Nachdem die Gauchos, die zum Helfen gekommen waren, sich verabschiedet hatten, nahm das Haus wieder sein gewöhnliches Leben auf.
Wir Männer saßen in der Küche. Da war zuerst Don Candelario, der Hausherr. Dann Fabiano, der Mensual, und Numa, ein häßlicher Bursche meines Alters. Doña Ubaldina, die Frau des Hausherrn, bediente uns; sie teilte uns das Brot aus und Teller, die wir aber selten gebrauchten, da wir meist nur das Messer benutzten. Wenn wir uns ein Stück Fleisch abgesäbelt hatten, schnitten wir uns die einzelnen Bissen gleich auf das Brot.

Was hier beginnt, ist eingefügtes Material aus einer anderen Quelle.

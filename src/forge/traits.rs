use async_trait::async_trait;
use chrono::{DateTime, Utc};
use serde::{Deserialize, Serialize};
use thiserror::Error;

/// Forge credentials. Exactly one authentication mode is ever used.
#[derive(Clone, PartialEq, Eq)]
pub enum Credentials {
    Token(String),
    Basic { username: String, password: String },
}

impl Credentials {
    pub fn mode(&self) -> &'static str {
        match self {
            Credentials::Token(_) => "token",
            Credentials::Basic { .. } => "username/password",
        }
    }
}

// Keep secrets out of logs and panics.
impl std::fmt::Debug for Credentials {
    fn fmt(&self, f: &mut std::fmt::Formatter<'_>) -> std::fmt::Result {
        match self {
            Credentials::Token(_) => write!(f, "Credentials::Token(***)"),
            Credentials::Basic { username, .. } => {
                write!(f, "Credentials::Basic {{ username: {:?}, password: *** }}", username)
            }
        }
    }
}

#[derive(Debug, Clone, PartialEq, Eq, Serialize, Deserialize)]
pub struct RepoHandle {
    /// Forge-specific identifier (`owner/name` on GitHub, numeric id on GitLab)
    pub id: String,
    pub full_name: String,
    pub default_branch: Option<String>,
}

#[derive(Debug, Clone, PartialEq, Eq, Serialize, Deserialize)]
pub struct FileRef {
    pub name: String,
    pub path: String,
    /// Blob id used to fetch the content
    pub locator: String,
}

#[derive(Debug, Clone, PartialEq, Eq, Serialize, Deserialize)]
pub struct CommitRef {
    pub sha: String,
    pub timestamp: DateTime<Utc>,
}

#[derive(Debug, Clone, PartialEq, Eq, Hash, Serialize, Deserialize)]
pub struct Identity {
    pub login: String,
    pub name: Option<String>,
}

#[derive(Debug, Error)]
pub enum ForgeError {
    #[error("Authentication failed: {0}")]
    Unauthorized(String),

    #[error("Not found: {0}")]
    NotFound(String),

    #[error("Conflict (empty repository?): {0}")]
    Conflict(String),

    #[error("Forge returned HTTP {status}: {message}")]
    Service { status: u16, message: String },

    #[error("Request failed: {0}")]
    Transport(#[from] reqwest::Error),

    #[error("Unexpected response: {0}")]
    Decode(String),
}

impl ForgeError {
    /// Map an HTTP status to the matching error variant.
    pub fn from_status(status: u16, message: String) -> Self {
        match status {
            401 | 403 => ForgeError::Unauthorized(message),
            404 => ForgeError::NotFound(message),
            409 => ForgeError::Conflict(message),
            _ => ForgeError::Service { status, message },
        }
    }
}

pub type ForgeResult<T> = std::result::Result<T, ForgeError>;

/// Uniform capability over the supported forges.
#[async_trait]
pub trait Forge: Send + Sync {
    fn name(&self) -> &'static str;

    /// Login of the authenticated account, if known.
    fn current_login(&self) -> Option<&str>;

    async fn find_repository(&self, owner: &str, name: &str) -> ForgeResult<RepoHandle>;

    /// Files under `path` (recursively) as of `revision`.
    async fn list_files(
        &self,
        repo: &RepoHandle,
        path: &str,
        revision: &str,
    ) -> ForgeResult<Vec<FileRef>>;

    async fn fetch_content(&self, repo: &RepoHandle, file: &FileRef) -> ForgeResult<Vec<u8>>;

    async fn list_org_members(&self, org: &str) -> ForgeResult<Vec<Identity>>;

    /// Latest commit whose timestamp is at or before `cutoff`.
    async fn latest_commit_before(
        &self,
        repo: &RepoHandle,
        cutoff: DateTime<Utc>,
    ) -> ForgeResult<Option<CommitRef>>;
}

/// Pick the newest commit not after `cutoff`. The bound is inclusive.
pub fn latest_at_or_before(commits: Vec<CommitRef>, cutoff: DateTime<Utc>) -> Option<CommitRef> {
    commits
        .into_iter()
        .filter(|c| c.timestamp <= cutoff)
        .max_by_key(|c| c.timestamp)
}
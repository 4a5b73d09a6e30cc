//! Thin JSON client shared by the forge implementations.

use reqwest::header::{HeaderMap, HeaderValue, ACCEPT};
use reqwest::{Client, RequestBuilder};
use serde::de::DeserializeOwned;

use super::traits::{ForgeError, ForgeResult};

pub const USER_AGENT: &str = concat!("ap-moss/", env!("CARGO_PKG_VERSION"));

/// How requests are authorized against the API.
#[derive(Clone)]
pub enum Auth {
    Bearer(String),
    Basic { username: String, password: String },
    Header { name: &'static str, value: String },
}

#[derive(Clone)]
pub struct ApiClient {
    client: Client,
    base_url: String,
    auth: Auth,
}

impl ApiClient {
    pub fn new(base_url: &str, auth: Auth, accept: &str) -> ForgeResult<Self> {
        let mut headers = HeaderMap::new();
        headers.insert(
            ACCEPT,
            HeaderValue::from_str(accept).map_err(|e| ForgeError::Decode(e.to_string()))?,
        );
        let client = Client::builder()
            .user_agent(USER_AGENT)
            .default_headers(headers)
            .build()?;

        Ok(Self {
            client,
            base_url: base_url.trim_end_matches('/').to_string(),
            auth,
        })
    }

    pub fn url(&self, path: &str) -> String {
        format!("{}/{}", self.base_url, path.trim_start_matches('/'))
    }

    fn authorize(&self, request: RequestBuilder) -> RequestBuilder {
        match &self.auth {
            Auth::Bearer(token) => request.bearer_auth(token),
            Auth::Basic { username, password } => request.basic_auth(username, Some(password)),
            Auth::Header { name, value } => request.header(*name, value),
        }
    }

    /// GET `path` and decode the JSON body.
    pub async fn get_json<T: DeserializeOwned>(
        &self,
        path: &str,
        query: &[(&str, String)],
    ) -> ForgeResult<T> {
        let url = self.url(path);
        tracing::debug!(%url, ?query, "GET");

        let response = self
            .authorize(self.client.get(&url))
            .query(query)
            .send()
            .await?;

        let status = response.status();
        if !status.is_success() {
            let body = response.text().await.unwrap_or_default();
            return Err(ForgeError::from_status(
                status.as_u16(),
                format!("{} ({})", url, error_message(&body)),
            ));
        }

        response
            .json::<T>()
            .await
            .map_err(|e| ForgeError::Decode(format!("{}: {}", url, e)))
    }

    /// GET every page of a list endpoint that takes `page`/`per_page`.
    pub async fn get_paginated<T: DeserializeOwned>(
        &self,
        path: &str,
        query: &[(&str, String)],
    ) -> ForgeResult<Vec<T>> {
        const PER_PAGE: usize = 100;
        let mut items = Vec::new();
        let mut page = 1;

        loop {
            let mut params = query.to_vec();
            params.push(("per_page", PER_PAGE.to_string()));
            params.push(("page", page.to_string()));

            let batch: Vec<T> = self.get_json(path, &params).await?;
            let len = batch.len();
            items.extend(batch);

            if len < PER_PAGE {
                break;
            }
            page += 1;
        }

        Ok(items)
    }
}

/// Pull the `message` (GitHub) or `message`/`error` (GitLab) field out of an error body.
fn error_message(body: &str) -> String {
    if let Ok(value) = serde_json::from_str::<serde_json::Value>(body) {
        for key in ["message", "error_description", "error"] {
            if let Some(msg) = value.get(key) {
                return match msg {
                    serde_json::Value::String(s) => s.clone(),
                    other => other.to_string(),
                };
            }
        }
    }
    body.chars().take(200).collect()
}
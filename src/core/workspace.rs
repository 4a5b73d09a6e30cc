use anyhow::{bail, Context, Result};
use std::fs;
use std::path::{Path, PathBuf};

use crate::comparators::traits::ComparisonInput;
use crate::utils::fs::{find_submission_files, list_files, remove_dir_if_exists};

/// On-disk tree for one project:
/// `<root>/repos/<project>/{starter,students/<login>}` and `<root>/outs/<project>`.
#[derive(Debug, Clone)]
pub struct Workspace {
    root: PathBuf,
    project: String,
}

impl Workspace {
    pub fn new(root: &Path, project: &str) -> Self {
        Self {
            root: root.to_path_buf(),
            project: project.to_string(),
        }
    }

    pub fn project(&self) -> &str {
        &self.project
    }

    pub fn repos_dir(&self) -> PathBuf {
        self.root.join("repos").join(&self.project)
    }

    pub fn starter_dir(&self) -> PathBuf {
        self.repos_dir().join("starter")
    }

    pub fn students_dir(&self) -> PathBuf {
        self.repos_dir().join("students")
    }

    pub fn student_dir(&self, student: &str) -> PathBuf {
        self.students_dir().join(student)
    }

    pub fn outs_dir(&self) -> PathBuf {
        self.root.join("outs").join(&self.project)
    }

    /// Create the project directories. Existing content is left alone.
    pub fn setup(&self) -> Result<()> {
        for dir in [self.starter_dir(), self.students_dir(), self.outs_dir()] {
            fs::create_dir_all(&dir)
                .with_context(|| format!("Failed to create {}", dir.display()))?;
        }
        tracing::debug!(project = %self.project, root = %self.root.display(), "workspace ready");
        Ok(())
    }

    /// Remove the project's repos and outputs. Absent directories are fine.
    pub fn cleanup(&self) -> Result<()> {
        self.cleanup_repos()?;
        let outs = self.outs_dir();
        remove_dir_if_exists(&outs)
            .with_context(|| format!("Failed to remove {}", outs.display()))?;
        Ok(())
    }

    /// Remove only the downloaded repositories, keeping saved reports.
    pub fn cleanup_repos(&self) -> Result<()> {
        let repos = self.repos_dir();
        if remove_dir_if_exists(&repos)
            .with_context(|| format!("Failed to remove {}", repos.display()))?
        {
            tracing::debug!(path = %repos.display(), "removed");
        }
        Ok(())
    }

    /// Drop files left in the starter directory by an earlier run.
    pub fn clear_starter(&self) -> Result<()> {
        let dir = self.starter_dir();
        remove_dir_if_exists(&dir).with_context(|| format!("Failed to remove {}", dir.display()))?;
        fs::create_dir_all(&dir).with_context(|| format!("Failed to create {}", dir.display()))?;
        Ok(())
    }

    /// Drop a student's directory; it is recreated only when files are written.
    pub fn clear_student(&self, student: &str) -> Result<()> {
        if !is_plain_name(student) {
            bail!("Invalid student name: {}", student);
        }
        let dir = self.student_dir(student);
        remove_dir_if_exists(&dir).with_context(|| format!("Failed to remove {}", dir.display()))?;
        Ok(())
    }

    /// Write `content` as `filename` under the starter directory, or under the
    /// student's directory when `student` is given.
    pub fn materialize_file(
        &self,
        student: Option<&str>,
        filename: &str,
        content: &[u8],
    ) -> Result<PathBuf> {
        if !is_plain_name(filename) {
            bail!("Refusing to write file with path components: {}", filename);
        }
        let dir = match student {
            Some(login) => {
                if !is_plain_name(login) {
                    bail!("Invalid student name: {}", login);
                }
                self.student_dir(login)
            }
            None => self.starter_dir(),
        };
        fs::create_dir_all(&dir).with_context(|| format!("Failed to create {}", dir.display()))?;

        let path = dir.join(filename);
        fs::write(&path, content).with_context(|| format!("Failed to write {}", path.display()))?;
        Ok(path)
    }

    /// Snapshot of the files handed to a comparison engine.
    pub fn comparison_input(&self) -> ComparisonInput {
        ComparisonInput {
            base_dir: self.repos_dir(),
            baseline: list_files(&self.starter_dir()),
            candidates: find_submission_files(&self.students_dir()),
        }
    }
}

fn is_plain_name(name: &str) -> bool {
    !name.is_empty()
        && name != "."
        && name != ".."
        && !name.contains('/')
        && !name.contains('\\')
}
use chrono::{DateTime, Local, NaiveDate, NaiveDateTime, TimeZone, Utc};

use super::config::ConfigError;

pub const DEADLINE_FORMAT: &str = "YYYY-MM-DD-HH";

/// Parse a `YYYY-MM-DD-HH` deadline into a naive (wall clock) timestamp.
pub fn parse_deadline(raw: &str) -> Result<NaiveDateTime, ConfigError> {
    let invalid = || ConfigError::InvalidDeadline(raw.to_string());

    let (date, hour) = raw.trim().rsplit_once('-').ok_or_else(invalid)?;
    if hour.len() != 2 || date.len() != 10 {
        return Err(invalid());
    }
    let date = NaiveDate::parse_from_str(date, "%Y-%m-%d").map_err(|_| invalid())?;
    let hour: u32 = hour.parse().map_err(|_| invalid())?;
    date.and_hms_opt(hour, 0, 0).ok_or_else(invalid)
}

/// Interpret a wall-clock deadline in the local time zone.
pub fn local_to_utc(naive: NaiveDateTime) -> Result<DateTime<Utc>, ConfigError> {
    Local
        .from_local_datetime(&naive)
        .earliest()
        .map(|dt| dt.with_timezone(&Utc))
        .ok_or_else(|| ConfigError::InvalidDeadline(naive.format("%Y-%m-%d-%H").to_string()))
}

/// The cutoff for a run: the given deadline, or now.
pub fn resolve_deadline(raw: Option<&str>) -> Result<DateTime<Utc>, ConfigError> {
    match raw {
        Some(raw) => local_to_utc(parse_deadline(raw)?),
        None => Ok(Utc::now()),
    }
}
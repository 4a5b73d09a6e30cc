pub mod download;

use anyhow::Result;
use std::path::{Path, PathBuf};

use download::{download_report, PageFetcher};

#[derive(Debug, Clone, Copy, PartialEq, Eq)]
pub enum ReportMode {
    Download,
    Open,
    Print,
}

#[derive(Debug)]
pub enum ReportOutcome {
    Saved { index: PathBuf, pages: usize },
    Opened,
    Printed,
}

/// Obtain the report at `locator` according to `mode`.
///
/// Download errors are returned to the caller; they never trigger a new comparison.
pub async fn obtain_report(
    locator: &str,
    destination: &Path,
    mode: ReportMode,
    fetcher: &dyn PageFetcher,
) -> Result<ReportOutcome> {
    match mode {
        ReportMode::Download => {
            let saved = download_report(fetcher, locator, destination).await?;
            let index = saved
                .first()
                .cloned()
                .unwrap_or_else(|| destination.join(download::INDEX_FILE));
            Ok(ReportOutcome::Saved {
                index,
                pages: saved.len(),
            })
        }
        ReportMode::Open => match open::that(locator) {
            Ok(()) => Ok(ReportOutcome::Opened),
            Err(e) => {
                tracing::warn!(error = %e, "could not open a browser");
                Ok(ReportOutcome::Printed)
            }
        },
        ReportMode::Print => Ok(ReportOutcome::Printed),
    }
}

#[cfg(test)]
mod tests {
    use super::*;
    use anyhow::bail;
    use async_trait::async_trait;
    use tempfile::TempDir;

    struct Unreachable;

    #[async_trait]
    impl PageFetcher for Unreachable {
        async fn fetch(&self, url: &str) -> Result<String> {
            bail!("network is down, cannot fetch {}", url)
        }
    }

    struct Single;

    #[async_trait]
    impl PageFetcher for Single {
        async fn fetch(&self, _url: &str) -> Result<String> {
            Ok("<html>no matches</html>".to_string())
        }
    }

    #[tokio::test]
    async fn test_print_mode_touches_nothing() {
        let tmp = TempDir::new().unwrap();
        let dest = tmp.path().join("outs/hw1");
        let outcome = obtain_report("http://moss/results/1", &dest, ReportMode::Print, &Unreachable)
            .await
            .unwrap();
        assert!(matches!(outcome, ReportOutcome::Printed));
        assert!(!dest.exists());
    }

    #[tokio::test]
    async fn test_download_mode_saves_index() {
        let tmp = TempDir::new().unwrap();
        let outcome = obtain_report("http://moss/results/1", tmp.path(), ReportMode::Download, &Single)
            .await
            .unwrap();
        match outcome {
            ReportOutcome::Saved { index, pages } => {
                assert_eq!(index, tmp.path().join("report.html"));
                assert_eq!(pages, 1);
            }
            other => panic!("unexpected outcome {:?}", other),
        }
    }

    #[tokio::test]
    async fn test_download_error_surfaces() {
        let tmp = TempDir::new().unwrap();
        let result = obtain_report(
            "http://moss/results/1",
            tmp.path(),
            ReportMode::Download,
            &Unreachable,
        )
        .await;
        assert!(result.is_err());
    }
}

Außer beim morgendlichen Mate, war dies die einzige Stunde, in der wir alle beieinander waren.
Der Vorwerker war freundlich, aber ein Mann von wenig Worten. Er fragte mit sanfter Stimme und begleitete die Antworten mit Ausrufen der Bewunderung, wie: »Ach, das ist aber fein!« oder »Nicht zu sagen!« »Ahaha!« Dabei öffnete er die Augen weit und hob die Augenbrauen, um seine Überraschung zu zeigen. So schuf er ein Gegengewicht zu dem gleichgültigen Ausdruck seiner spärlichen, niederhängenden Bartspitzen.
Wenn man mit ihm sprach, hatte man immer das Gefühl, etwas ganz Außergewöhnliches gesagt zu haben. Er fragte zum Beispiel:
»Ist wohl ein schöner Kamp bei Ihnen dort hinten?«
»Sehr schöner, ja, Señor. Prachtvolle Weiden.«
»Hör' mal einer an!« (Seine Äuglein waren voller. Verwunderung.)
»Aber sie leiden oft unter der Trockenheit.«
»Ist es die Möglichkeit!«
»Ja, wenn so eine regenlose Zeit kommt, muß man das Vieh forttreiben.«
»Denk einer an!«
»Und oft genug muß man auf dem Wege noch die Tiere abschlachten.«
»Wie grauenhaft!«
Doña Ubaldina war ganz in ihrem eigenen Fett begraben, eine gewaltige China, witzig und gern fröhlich. Ihre Scherze pflegte sie mit derben Ausdrücken zu pfeffern, die sie dann wie einen Kürbis in einen Korb voll Eier, mitten in unser Gespräch hineinwarf.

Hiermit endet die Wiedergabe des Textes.